Quem são os privados de liberdade? O
retrato demográfico das prisões mostra que raça e classe social ainda são
variáveis cruciais para explicar o grau de intensidade de cada sentença
condenatória ou a decisão de aplicar a prisão provisória (para fins de
investigação). De forma geral, negros e pobres recebem tratamento jurídico
diferente de brancos e ricos. Percebe-se, enfim, que o pacote convencional de discriminação praticado pela sociedade brasileira se reflete fielmente no
perfil demográfico das prisões.
Presos por qual fundamento legal? O
retrato jurídico indica que as prisões provisórias, conforme a média nacional
representa em tomo de 40% do total. Quando se observa qual crime deu margem à
prisão, tanto a provisória quanto a decorrente de sentença, identifica-se peso
estatístico significativo de crimes não violentos. Entre estes, os crimes
relacionados a drogas se destacam. De um lado, portanto, nota-se um Judiciário
que extrapola na aplicação de prisões provisórias e, de outro, pouco
imaginativo e corajoso na experimentação de penas alternativas e na cobrança do Executivo pelos serviços que a política criminal exige.

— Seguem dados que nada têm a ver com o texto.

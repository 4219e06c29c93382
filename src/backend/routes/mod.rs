//! Route Configuration Module
//!
//! This module configures all HTTP routes for the backend server.
//!
//! # Module Structure
//!
//! ```text
//! routes/
//! ├── mod.rs            - Module exports and documentation
//! ├── router.rs         - Main router creation and layers
//! ├── socket_routes.rs  - WebSocket upgrade route
//! └── api_routes.rs     - Liveness, health and debug inspection
//! ```
//!
//! # Route Types
//!
//! - `GET /socket` - WebSocket upgrade into a hub session
//! - `GET /` - Liveness text
//! - `GET /health` - Liveness plus counters
//! - `GET /debug/identities` - Identity dump, when `debug_endpoints` is on

/// Main router creation
pub mod router;

/// WebSocket route
pub mod socket_routes;

/// Inspection endpoints
pub mod api_routes;

pub use router::create_router;
//! Server configuration module
//!
//! Provides the configuration type for the social server and a builder used
//! by the loaders in `backend::server::config`.

use serde::Deserialize;
use std::net::{IpAddr, SocketAddr};
use thiserror::Error;

/// Default listen port
pub const DEFAULT_PORT: u16 = 3001;

/// Default avatar service; the identity key is appended as the seed
pub const DEFAULT_AVATAR_BASE_URL: &str = "https://api.dicebear.com/7.x/initials/svg?seed=";

/// Server configuration
#[derive(Debug, Clone, PartialEq, Eq)]
pub struct ServerConfig {
    /// Listen address
    pub host: IpAddr,
    /// Listen port
    pub port: u16,
    /// `tracing_subscriber::EnvFilter` directive
    pub log_filter: String,
    /// Expose the identity dump under `/debug/identities`
    pub debug_endpoints: bool,
    /// Prefix of derived avatar references
    pub avatar_base_url: String,
}

impl Default for ServerConfig {
    fn default() -> Self {
        Self {
            host: IpAddr::from([0, 0, 0, 0]),
            port: DEFAULT_PORT,
            log_filter: "info".to_string(),
            debug_endpoints: false,
            avatar_base_url: DEFAULT_AVATAR_BASE_URL.to_string(),
        }
    }
}

impl ServerConfig {
    /// Create a new ServerConfigBuilder
    pub fn builder() -> ServerConfigBuilder {
        ServerConfigBuilder::default()
    }

    pub fn socket_addr(&self) -> SocketAddr {
        SocketAddr::new(self.host, self.port)
    }
}

/// Partial configuration as read from a TOML file
#[derive(Debug, Default, Deserialize)]
#[serde(deny_unknown_fields)]
pub struct ConfigFile {
    pub host: Option<String>,
    pub port: Option<u16>,
    pub log_filter: Option<String>,
    pub debug_endpoints: Option<bool>,
    pub avatar_base_url: Option<String>,
}

impl ConfigFile {
    pub fn parse(text: &str) -> Result<Self, ConfigError> {
        toml::from_str(text).map_err(|e| ConfigError::InvalidFile(e.to_string()))
    }
}

/// Builder for ServerConfig
///
/// Unset fields fall back to `ServerConfig::default()`. Later setters win, so
/// loaders apply sources from lowest to highest precedence.
#[derive(Debug, Default)]
pub struct ServerConfigBuilder {
    host: Option<String>,
    port: Option<String>,
    log_filter: Option<String>,
    debug_endpoints: Option<bool>,
    avatar_base_url: Option<String>,
}

impl ServerConfigBuilder {
    pub fn host(mut self, host: impl Into<String>) -> Self {
        self.host = Some(host.into());
        self
    }

    /// Set the port from its textual form; parsed in `build`
    pub fn port(mut self, port: impl Into<String>) -> Self {
        self.port = Some(port.into());
        self
    }

    pub fn log_filter(mut self, filter: impl Into<String>) -> Self {
        self.log_filter = Some(filter.into());
        self
    }

    pub fn debug_endpoints(mut self, enabled: bool) -> Self {
        self.debug_endpoints = Some(enabled);
        self
    }

    pub fn avatar_base_url(mut self, url: impl Into<String>) -> Self {
        self.avatar_base_url = Some(url.into());
        self
    }

    /// Apply every field present in a config file
    pub fn merge_file(mut self, file: ConfigFile) -> Self {
        if let Some(host) = file.host {
            self.host = Some(host);
        }
        if let Some(port) = file.port {
            self.port = Some(port.to_string());
        }
        if let Some(filter) = file.log_filter {
            self.log_filter = Some(filter);
        }
        if let Some(enabled) = file.debug_endpoints {
            self.debug_endpoints = Some(enabled);
        }
        if let Some(url) = file.avatar_base_url {
            self.avatar_base_url = Some(url);
        }
        self
    }

    /// Build the configuration
    pub fn build(self) -> Result<ServerConfig, ConfigError> {
        let defaults = ServerConfig::default();

        let host = match self.host {
            Some(host) => host
                .parse::<IpAddr>()
                .map_err(|_| ConfigError::InvalidHost(host))?,
            None => defaults.host,
        };
        let port = match self.port {
            Some(port) => port
                .trim()
                .parse::<u16>()
                .map_err(|_| ConfigError::InvalidPort(port))?,
            None => defaults.port,
        };
        let log_filter = self.log_filter.unwrap_or(defaults.log_filter);
        if log_filter.trim().is_empty() {
            return Err(ConfigError::MissingValue("log_filter"));
        }

        Ok(ServerConfig {
            host,
            port,
            log_filter,
            debug_endpoints: self.debug_endpoints.unwrap_or(defaults.debug_endpoints),
            avatar_base_url: self.avatar_base_url.unwrap_or(defaults.avatar_base_url),
        })
    }
}

/// Configuration errors
#[derive(Debug, Error, PartialEq, Eq)]
pub enum ConfigError {
    #[error("invalid host address: {0}")]
    InvalidHost(String),
    #[error("invalid port: {0}")]
    InvalidPort(String),
    #[error("invalid value for {name}: {value}")]
    InvalidValue { name: &'static str, value: String },
    #[error("missing value: {0}")]
    MissingValue(&'static str),
    #[error("invalid config file: {0}")]
    InvalidFile(String),
    #[error("cannot read config file {path}: {message}")]
    Unreadable { path: String, message: String },
}
//! Integration tests
//!
//! These drive the hub through sessions and the HTTP router the same way a
//! connected client or an operator would.

pub mod friends_test;
pub mod rooms_test;
pub mod socket_test;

Presos em que condições? O retrato
físico das prisões brasileiras é estarrecedor. As condições de insalubridade,
em seus diversos aspectos, a precariedade da assistência à saúde e a violência
interna estão entre os maiores problemas. Para completar, na perspectiva de gênero,
mulheres sofrem outras graves violações relacionadas às especificidades da condição
feminina. Esses exemplos configuram o que o jargão jurídico chama de
"violação estrutural de direitos", isto é, a supressão contínua e
sistemática de todo um conjunto de direitos básicos de um determinado grupo
social.
Qual o efeito, no fim das contas,
dessa política? O retrato funcional previsivelmente, mostra um óbvio
descompasso entre os objetivos oficiais da prisão - de prevenção, dissuasão e
reeducação - e os papéis reais que ela, disfarçadamente, cumpre (de repressão
da pobreza, de combustível para a demagogia política e manipulação midiática,
etc.). Tal política faz vista grossa às numerosas evidências empíricas sobre
a ineficácia da prisão para o alcance daqueles fins.
Não precisamos recorrer à famosa
frase de Dostoievski segundo a qual "o grau civilizatório de uma
sociedade" se mede, antes de tudo, por suas prisões para concluir que essa
é a face mais trágica do nosso subdesenvolvimento humano. Contrastaram-se os
fatos acima com a Constituição de 1988, como seus artigos 5º e 6º, não será
exagerado dizer que, dentro do nosso extenso passivo constitucional, essa é
uma das inconstitucionalidades mais sérias e estacionárias do Brasil contemporâneo.
É provavelmente a que mais sofre, ainda por cima, da indiferença social, da
miopia política e do oportunismo eleitoreiro. O monitoramento, pela mídia, dos
novos modelos de gestão prisional é essencial para avanços concretos. Para
tanto não se pode deslumbrar precipitadamente com a retórica da inovação
gerencial ou com atos de marketing político.